Bahçeli’nin satırbaşları şöyle:
1 yılı aşkın müddettir beşeriyet salgının karşısında çaba vermektedir. Koronavirüs olay ve vefat sayısı huzursuz edici boyuttadır. Bizlere düşen denetimli bir hayat düzenlemektir. Olumsuz etkileri en aza indirmek niyetiyle hükümetimiz ağır gayret harcamaktadır. Maskeye kola değil ağza takmak, hijyen ve toplumsal uzaklığa uymak zorundayız. Aşılama çalışmaları başarılı bir formda devam etmektedir.

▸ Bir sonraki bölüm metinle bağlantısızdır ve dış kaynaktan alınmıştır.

use chrono::{DateTime, Utc};
use serde::{Deserialize, Serialize};
use std::fs::OpenOptions;
use std::io::{BufReader, BufWriter, Write};
use std::path::{Path, PathBuf};
use tracing::{debug, warn};

use crate::error::Result;
use crate::types::{BoundingBox, ElementAttributes};

/// URL written into slot reservations. It never reaches the browser.
pub const PLACEHOLDER_URL: &str = "https://www.google.com/";

#[derive(Debug, Clone, Copy, PartialEq, Eq, Serialize, Deserialize)]
#[serde(rename_all = "lowercase")]
pub enum Speaker {
    Instructor,
    Navigator,
}

/// Reference to the page an action was performed on.
#[derive(Debug, Clone, PartialEq, Default, Serialize, Deserialize)]
pub struct PageState {
    pub page: Option<String>,
}

#[derive(Debug, Clone, PartialEq, Serialize, Deserialize)]
#[serde(rename_all = "camelCase")]
pub struct Metadata {
    pub url: String,
    #[serde(default, skip_serializing_if = "Option::is_none")]
    pub mouse_x: Option<i64>,
    #[serde(default, skip_serializing_if = "Option::is_none")]
    pub mouse_y: Option<i64>,
    pub viewport_width: u32,
    pub viewport_height: u32,
}

#[derive(Debug, Clone, PartialEq, Serialize, Deserialize)]
pub struct LoadProperties {
    pub url: String,
}

/// The element an action targeted, as it was just before the action.
#[derive(Debug, Clone, PartialEq, Serialize, Deserialize)]
#[serde(rename_all = "camelCase")]
pub struct TargetElement {
    pub url: String,
    pub attributes: ElementAttributes,
    pub bbox: BoundingBox,
    pub tag_name: String,
}

#[derive(Debug, Clone, PartialEq, Serialize, Deserialize)]
#[serde(tag = "intent", content = "arguments", rename_all = "camelCase")]
pub enum BrowserAction {
    Load {
        metadata: Metadata,
        properties: LoadProperties,
    },
    Click {
        metadata: Metadata,
        element: TargetElement,
    },
    TextInput {
        metadata: Metadata,
        element: TargetElement,
        text: String,
    },
    Scroll {
        metadata: Metadata,
        #[serde(rename = "scrollX")]
        scroll_x: f64,
        #[serde(rename = "scrollY")]
        scroll_y: f64,
    },
    Submit {
        metadata: Metadata,
        element: TargetElement,
    },
    Change {
        metadata: Metadata,
        element: TargetElement,
        value: String,
    },
}

impl BrowserAction {
    pub fn intent(&self) -> &'static str {
        match self {
            BrowserAction::Load { .. } => "load",
            BrowserAction::Click { .. } => "click",
            BrowserAction::TextInput { .. } => "textInput",
            BrowserAction::Scroll { .. } => "scroll",
            BrowserAction::Submit { .. } => "submit",
            BrowserAction::Change { .. } => "change",
        }
    }

    pub fn element(&self) -> Option<&TargetElement> {
        match self {
            BrowserAction::Click { element, .. }
            | BrowserAction::TextInput { element, .. }
            | BrowserAction::Submit { element, .. }
            | BrowserAction::Change { element, .. } => Some(element),
            BrowserAction::Load { .. } | BrowserAction::Scroll { .. } => None,
        }
    }
}

#[derive(Debug, Clone, PartialEq, Serialize, Deserialize)]
#[serde(tag = "type", rename_all = "lowercase")]
pub enum ReplayEvent {
    Chat {
        timestamp: u64,
        speaker: Speaker,
        utterance: String,
    },
    Browser {
        timestamp: u64,
        state: PageState,
        action: BrowserAction,
        #[serde(default, skip_serializing_if = "is_false")]
        pending: bool,
    },
}

fn is_false(b: &bool) -> bool {
    !*b
}

impl ReplayEvent {
    pub fn chat(timestamp: u64, speaker: Speaker, utterance: impl Into<String>) -> Self {
        ReplayEvent::Chat {
            timestamp,
            speaker,
            utterance: utterance.into(),
        }
    }

    pub fn browser(timestamp: u64, page: Option<String>, action: BrowserAction) -> Self {
        ReplayEvent::Browser {
            timestamp,
            state: PageState { page },
            action,
            pending: false,
        }
    }

    pub fn is_pending(&self) -> bool {
        matches!(self, ReplayEvent::Browser { pending: true, .. })
    }

    pub fn timestamp(&self) -> u64 {
        match self {
            ReplayEvent::Chat { timestamp, .. } | ReplayEvent::Browser { timestamp, .. } => *timestamp,
        }
    }
}

#[derive(Serialize)]
struct ReplayFileRef<'a> {
    data: &'a [ReplayEvent],
}

#[derive(Deserialize)]
struct ReplayFile {
    data: Vec<ReplayEvent>,
}

/// Whole seconds between `start` and `now`; zero if the clock went back.
pub fn elapsed_seconds(start: DateTime<Utc>, now: DateTime<Utc>) -> u64 {
    (now - start).num_seconds().max(0) as u64
}

/// Ordered chat and browser events of one session, mirrored to disk after
/// every change.
#[derive(Debug)]
pub struct ReplayLog {
    path: PathBuf,
    initial_timestamp: DateTime<Utc>,
    events: Vec<ReplayEvent>,
}

impl ReplayLog {
    /// Starts an empty log, replacing whatever is at `path`.
    pub fn create(path: impl Into<PathBuf>, initial_timestamp: DateTime<Utc>) -> Result<Self> {
        let log = Self {
            path: path.into(),
            initial_timestamp,
            events: Vec::new(),
        };
        log.persist()?;
        Ok(log)
    }

    /// Reopens a log written earlier. Reservations that were never finalized
    /// (a crash mid-turn) are dropped from the end.
    pub fn load(path: impl Into<PathBuf>, initial_timestamp: DateTime<Utc>) -> Result<Self> {
        let path = path.into();
        let file = std::fs::File::open(&path)?;
        let ReplayFile { mut data } = serde_json::from_reader(BufReader::new(file))?;

        let before = data.len();
        while data.last().is_some_and(ReplayEvent::is_pending) {
            data.pop();
        }
        if data.len() != before {
            warn!(dropped = before - data.len(), "discarded unfinished replay events");
        }

        let log = Self {
            path,
            initial_timestamp,
            events: data,
        };
        log.persist()?;
        Ok(log)
    }

    pub fn path(&self) -> &Path {
        &self.path
    }

    pub fn initial_timestamp(&self) -> DateTime<Utc> {
        self.initial_timestamp
    }

    pub fn now(&self) -> u64 {
        elapsed_seconds(self.initial_timestamp, Utc::now())
    }

    pub fn events(&self) -> &[ReplayEvent] {
        &self.events
    }

    pub fn len(&self) -> usize {
        self.events.len()
    }

    pub fn is_empty(&self) -> bool {
        self.events.is_empty()
    }

    pub fn has_pending(&self) -> bool {
        self.events.last().is_some_and(ReplayEvent::is_pending)
    }

    /// Reserves the next slot with a pending placeholder and returns its
    /// index. The placeholder fixes the turn's timestamp and carries the page
    /// the coming action will start from.
    pub fn begin_turn(&mut self, prior_state: Option<String>, viewport: (u32, u32)) -> Result<usize> {
        let timestamp = self.now();
        self.events.push(ReplayEvent::Browser {
            timestamp,
            state: PageState { page: prior_state },
            action: BrowserAction::Load {
                metadata: Metadata {
                    url: PLACEHOLDER_URL.to_string(),
                    mouse_x: Some(0),
                    mouse_y: Some(0),
                    viewport_width: viewport.0,
                    viewport_height: viewport.1,
                },
                properties: LoadProperties {
                    url: PLACEHOLDER_URL.to_string(),
                },
            },
            pending: true,
        });
        self.persist()?;
        Ok(self.events.len() - 1)
    }

    /// Puts the real event into the reserved slot, or appends it when no slot
    /// is open.
    pub fn finalize(&mut self, event: ReplayEvent) -> Result<()> {
        if self.has_pending() {
            self.events.pop();
        }
        self.events.push(event);
        self.persist()
    }

    /// Drops an open reservation. Returns whether there was one.
    pub fn discard_pending(&mut self) -> Result<bool> {
        if !self.has_pending() {
            return Ok(false);
        }
        self.events.pop();
        self.persist()?;
        Ok(true)
    }

    pub fn persist(&self) -> Result<()> {
        let file = OpenOptions::new()
            .write(true)
            .create(true)
            .truncate(true)
            .open(&self.path)?;
        let mut writer = BufWriter::new(file);
        serde_json::to_writer(&mut writer, &ReplayFileRef { data: &self.events })?;
        writer.flush()?;
        debug!(events = self.events.len(), "replay persisted");
        Ok(())
    }
}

Türkiye’de yapılan aşı sayısı 17 milyonu bulmuştur. Yerli aşı çalışmalarında ümit verici sonuçlar alınmıştır. Güç birliği yaparak, inanç birliği yaparak, kurallara uyarak musibeti yeneceğiz. Sıhhat Bakanlığımıza, hekimlerimize, hemşirelerimize tüm sıhhat çalışanlarımıza kadar minnet duyuyor ve fedakarlıkları takdir ediyoruz. Bugünleri aşacağız. Türkiye haritası kırmızıya boyansa da ümitsizliğe kapılmayacağız.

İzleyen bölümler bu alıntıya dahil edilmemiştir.